Clear identification of the business challenge, impact and change goals. It's critical to make projects like these business initiatives, NOT simply recruiting programs. Executive sponsorship creates the conditions necessary to get the collaboration and focus to get the desired results. We were tasked with cutting an almost 30% 90-day attrition rate in half within a year, and to do that meant changes to ways of doing things embedded in the plants for years.

Clarity at the operational level. We went to plants, asked them to help us see why some hourly workers were productive and happy on the job long-term, why some quit, and why others were terminated. When we started to see patterns we had the data we needed to re-engineer the process to repeat the good results, and engineer out the negative ones.

This included developing critical new skills and tools:

  • Recruitment advertising that focused on work content, ‘day-in-the-life’ and the career steps ahead for people who took the jobs. We changed from ‘job oriented’ advertising to ‘career oriented’ specifically to appeal to people whose hopes for work were aligned with those of our long-term hourly employees.
  • Screening systems that eliminated those who brought attitudes, experiences or needs we couldn’t meet. We built these into recruiter screening tools, which also served as presentation documents to hiring managers and hiring guides for them - the data we captured in the process at every step along the way was used in each hire, and then aggregated to show where we were succeeding and where we were not.
  • Attitude, approach and language. Instead of treating these like jobs where we could afford to make 'hiring mistakes' hourly job, we treated them like the critical jobs they were, where we wanted someone to invest 2-5 years and be promoted multiple times in their tenure. Like several other instances I can think of, elevating the criticality of these jobs was crucial to changing everything else.
  • Continuous improvement loops: a short term one that helped us operationalize the new tools within the recruiting team and the hiring teams - before every hire for months, we looked at tool use and information capture to make sure we were using the system correctly. The we built a loop that looked at EVERY 90-day turnover from the time we implemented so we could understand how to improve the system even further.
  • We hired team recruiters who would work the system the way it was designed, and purposefully removed those who would not. Many recruiters will tell you recruiting skills are transferable. I totally agree, but attitudes and willingness to work within a system are often not the same for recruiters who are competent at the mechanics of recruitment.

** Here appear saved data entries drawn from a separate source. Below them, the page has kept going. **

//! One collection sync: fetch → map → batch → send.
//!
//! Records are paged by primary key in chunks of [`CHUNK_SIZE`]. Each chunk
//! has its relations loaded in one query per relation, is mapped into items,
//! and is submitted as a single [`Upsert`]. The first chunk that fails aborts
//! the run; retries inside a chunk belong to the transport, retries of the
//! whole run to the job runner.
//!
//! The `lastUpsert:<slug>` watermark is written only when at least one chunk
//! was submitted, so an empty run leaves the previous watermark in place.

use anyhow::{bail, Context, Result};
use async_trait::async_trait;
use chrono::{DateTime, Utc};
use serde_json::{Map, Value};
use std::collections::HashMap;
use std::sync::Arc;
use tracing::{error, info, warn};

use crate::cache::{last_upsert_key, KvStore, LAST_UPSERT_TTL};
use crate::datetime::format_watermark;
use crate::endpoints::Upserts;
use crate::error::TransportError;
use crate::mapper::RecordMapper;
use crate::models::Upsert;
use crate::plan::{CollectionPlan, RelationSpec};
use crate::progress::{SyncProgressEvent, SyncProgressReporter};
use crate::source::{key_string, DataSource, Record};

/// Records per upsert request.
pub const CHUNK_SIZE: usize = 90;

/// Where mapped chunks are submitted.
#[async_trait]
pub trait UpsertSink: Send + Sync {
    /// `Ok(false)` means the API refused the chunk without a retryable error.
    async fn submit(&self, upsert: &Upsert) -> Result<bool, TransportError>;
}

#[async_trait]
impl UpsertSink for Upserts {
    async fn submit(&self, upsert: &Upsert) -> Result<bool, TransportError> {
        self.create(upsert).await
    }
}

/// Outcome of one collection run.
#[derive(Debug, Clone, Default, PartialEq, Eq)]
pub struct UpsertReport {
    pub chunks: u64,
    pub items: u64,
    /// Watermark written by this run, if any.
    pub watermark: Option<String>,
}

pub struct BatchUpserter {
    source: Arc<dyn DataSource>,
    store: Arc<dyn KvStore>,
    /// `None` for a count-only upserter (dry runs).
    sink: Option<Arc<dyn UpsertSink>>,
}

impl BatchUpserter {
    pub fn new(source: Arc<dyn DataSource>, store: Arc<dyn KvStore>, sink: Arc<dyn UpsertSink>) -> Self {
        Self {
            source,
            store,
            sink: Some(sink),
        }
    }

    /// An upserter that can resolve and count but never submits.
    pub fn counting(source: Arc<dyn DataSource>, store: Arc<dyn KvStore>) -> Self {
        Self {
            source,
            store,
            sink: None,
        }
    }

    pub fn can_submit(&self) -> bool {
        self.sink.is_some()
    }

    /// The lower bound for the incremental filter.
    ///
    /// `force` means a full resync; otherwise an explicit `since` wins over
    /// the stored watermark.
    pub async fn resolve_since(&self, slug: &str, force: bool, since: Option<&str>) -> Result<Option<String>> {
        if force {
            return Ok(None);
        }
        if let Some(since) = since {
            return Ok(Some(since.to_string()));
        }
        self.store.get(&last_upsert_key(slug)).await
    }

    /// Count matching records and the chunks they will need.
    pub async fn count(&self, plan: &CollectionPlan, since: Option<&str>) -> Result<(u64, u64)> {
        let records = self.source.count(&plan.query(since)).await?;
        Ok((records, records.div_ceil(CHUNK_SIZE as u64)))
    }

    #[tracing::instrument(skip_all, fields(collection = %plan.slug))]
    pub async fn run(
        &self,
        plan: &CollectionPlan,
        since: Option<&str>,
        progress: &dyn SyncProgressReporter,
    ) -> Result<UpsertReport> {
        let Some(sink) = &self.sink else {
            bail!("collection '{}' cannot be upserted by a count-only upserter", plan.slug);
        };
        let started: DateTime<Utc> = Utc::now();
        let query = plan.query(since);
        let mapper = RecordMapper::new(plan);
        let collection = plan.collection();

        let (records, chunks_expected) = self.count(plan, since).await?;
        progress.report(SyncProgressEvent::Counted {
            collection: plan.slug.clone(),
            records,
            chunks: chunks_expected,
        });

        let mut report = UpsertReport::default();
        let mut after: Option<Value> = None;

        loop {
            let rows = self
                .source
                .fetch_page(&query, after.as_ref(), CHUNK_SIZE)
                .await
                .with_context(|| format!("Failed to fetch records for collection '{}'", plan.slug))?;
            if rows.is_empty() {
                break;
            }

            let full_page = rows.len() == CHUNK_SIZE;
            after = rows.last().and_then(|row| row.get(&plan.primary_key)).cloned();
            if after.as_ref().map_or(true, Value::is_null) {
                bail!(
                    "records of collection '{}' carry no primary key '{}'",
                    plan.slug,
                    plan.primary_key
                );
            }

            let records_chunk = self.load_relations(plan, rows).await;
            let items = mapper.map_all(&records_chunk)?;
            let count = items.len() as u64;
            let upsert = Upsert::new(collection.clone(), items);
            let chunk = report.chunks + 1;

            let accepted = match sink.submit(&upsert).await {
                Ok(accepted) => accepted,
                Err(e) => {
                    error!(chunk, error = %e, "chunk submission failed");
                    return Err(e).with_context(|| {
                        format!("Failed to upsert chunk {} of collection '{}'", chunk, plan.slug)
                    });
                }
            };
            if !accepted {
                error!(chunk, "chunk rejected by the API");
                bail!("API rejected chunk {} of collection '{}'", chunk, plan.slug);
            }

            report.chunks = chunk;
            report.items += count;
            progress.report(SyncProgressEvent::Upserted {
                collection: plan.slug.clone(),
                chunk,
                chunks: chunks_expected.max(chunk),
                items: report.items,
                records: records.max(report.items),
            });

            if !full_page {
                break;
            }
        }

        if report.chunks > 0 {
            let watermark = format_watermark(started);
            self.store
                .put(&last_upsert_key(&plan.slug), &watermark, Some(LAST_UPSERT_TTL))
                .await?;
            report.watermark = Some(watermark);
        }

        info!(chunks = report.chunks, items = report.items, "collection processed");
        Ok(report)
    }

    /// Attach each relation's row to every record of the chunk.
    ///
    /// A failed lookup leaves the relation empty for the whole chunk.
    async fn load_relations(&self, plan: &CollectionPlan, rows: Vec<Map<String, Value>>) -> Vec<Record> {
        let mut records: Vec<Record> = rows.into_iter().map(Record::new).collect();

        for relation in plan.relations.values() {
            let related = self.fetch_relation(relation, &records).await;
            for record in &mut records {
                let row = record
                    .get(&relation.foreign_key)
                    .filter(|v| !v.is_null())
                    .and_then(|key| related.get(&key_string(key)))
                    .cloned();
                record.relations.insert(relation.name.clone(), row);
            }
        }

        records
    }

    async fn fetch_relation(&self, relation: &RelationSpec, records: &[Record]) -> HashMap<String, Map<String, Value>> {
        let mut keys: Vec<Value> = Vec::new();
        let mut seen = std::collections::HashSet::new();
        for key in records
            .iter()
            .filter_map(|r| r.get(&relation.foreign_key))
            .filter(|v| !v.is_null())
        {
            if seen.insert(key_string(key)) {
                keys.push(key.clone());
            }
        }

        let rows = match self
            .source
            .fetch_related(&relation.table, &relation.owner_key, &keys)
            .await
        {
            Ok(rows) => rows,
            Err(e) => {
                warn!(relation = %relation.name, error = %e, "failed to load relation; treating as empty");
                return HashMap::new();
            }
        };

        rows.into_iter()
            .filter_map(|row| {
                let key = row.get(&relation.owner_key).map(key_string)?;
                Some((key, row))
            })
            .collect()
    }
}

The results were dramatic! Within 6 months:

  • Increased candidate pipeline quantities by as much as 220%, with a 60% average improvement for every hourly job posted. We started educating our market on what the jobs were about and what doing well could mean for them...jobs very few people had done before.
  • Improved pipeline quality, allowing us to pre-sell candidates (even when we didn’t have an open job) and be very selective about the final hire. In essence, being clear about the job got more of the right people to apply, and fewer people who would not be happy doing the work.
  • Improved time to fill, manager satisfaction and hires per recruiting team member, all a natural result of having MORE of the RIGHT candidates, and having an effective, simple system to evaluate applicants.
  • Reduced 90-day attrition to just under 7% of all hires (and kept it there for years).
  • Freed critical HR and operations time to focus on manager training, safety, quality and other critical business imperatives besides constantly hiring for hourly jobs.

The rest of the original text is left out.